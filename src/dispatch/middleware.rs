//! Session resolution middleware.

use std::sync::Arc;

use tracing::trace;

use super::event::{session_key_of, HasConversation, HasUser, RequestBag, SESSION_CONTEXT_KEY};
use crate::session::{SessionContext, SessionStore};

/// Resolves session identity from an inbound event and injects a
/// [`SessionContext`] into the request bag.
///
/// Events that do not carry both a user and a conversation pass through
/// unmodified; downstream dispatch must treat the missing context as "no
/// session". The middleware performs no business logic and never reads or
/// writes state itself.
pub struct SessionMiddleware {
    store: Arc<SessionStore>,
}

impl SessionMiddleware {
    pub fn new(store: Arc<SessionStore>) -> Self {
        Self { store }
    }

    /// Bind a context for the event's session, if it has one.
    ///
    /// Returns whether a context was injected under
    /// [`SESSION_CONTEXT_KEY`].
    pub fn inject<E>(&self, event: &E, bag: &mut RequestBag) -> bool
    where
        E: HasUser + HasConversation,
    {
        match session_key_of(event) {
            Some(key) => {
                trace!(session = %key, "session context bound");
                bag.insert(
                    SESSION_CONTEXT_KEY,
                    SessionContext::new(Arc::clone(&self.store), key),
                );
                true
            }
            None => {
                trace!("event carries no session identity, passing through");
                false
            }
        }
    }
}
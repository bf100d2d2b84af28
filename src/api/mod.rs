//! Ops HTTP surface: health, session listing, and session deletion.

mod handlers;
mod router;
mod types;

pub use handlers::AppState;
pub use router::{create_router, serve, ServerConfig};
pub use types::{ErrorResponse, ListSessionsResponse, SessionSummary};
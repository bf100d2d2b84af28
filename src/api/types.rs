//! API response types.

use std::collections::HashMap;

use serde::Serialize;

/// Brief session summary for listing.
#[derive(Debug, Clone, Serialize)]
pub struct SessionSummary {
    pub user_id: i64,
    pub conversation_id: i64,
    /// Canonical `"Group:member"` state encoding.
    pub state: String,
}

/// List sessions response.
#[derive(Debug, Clone, Serialize)]
pub struct ListSessionsResponse {
    /// Total number of active sessions.
    pub count: usize,
    /// Session summaries.
    pub sessions: Vec<SessionSummary>,
    /// Session counts per state.
    pub by_state: HashMap<String, usize>,
}

/// Generic API error response.
#[derive(Debug, Clone, Serialize)]
pub struct ErrorResponse {
    /// Error code (e.g., "SESSION_NOT_FOUND").
    pub code: String,
    /// Human-readable error message.
    pub message: String,
}

impl ErrorResponse {
    pub fn new(code: impl Into<String>, message: impl Into<String>) -> Self {
        Self {
            code: code.into(),
            message: message.into(),
        }
    }

    pub fn session_not_found(key: &str) -> Self {
        Self::new("SESSION_NOT_FOUND", format!("Session '{}' not found", key))
    }
}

Task to carry out: Wherever "ListSessionsResponse" occurs in the entries above, copy the line it sits on.

Task response:
pub use types::{ErrorResponse, ListSessionsResponse, SessionSummary};
pub struct ListSessionsResponse {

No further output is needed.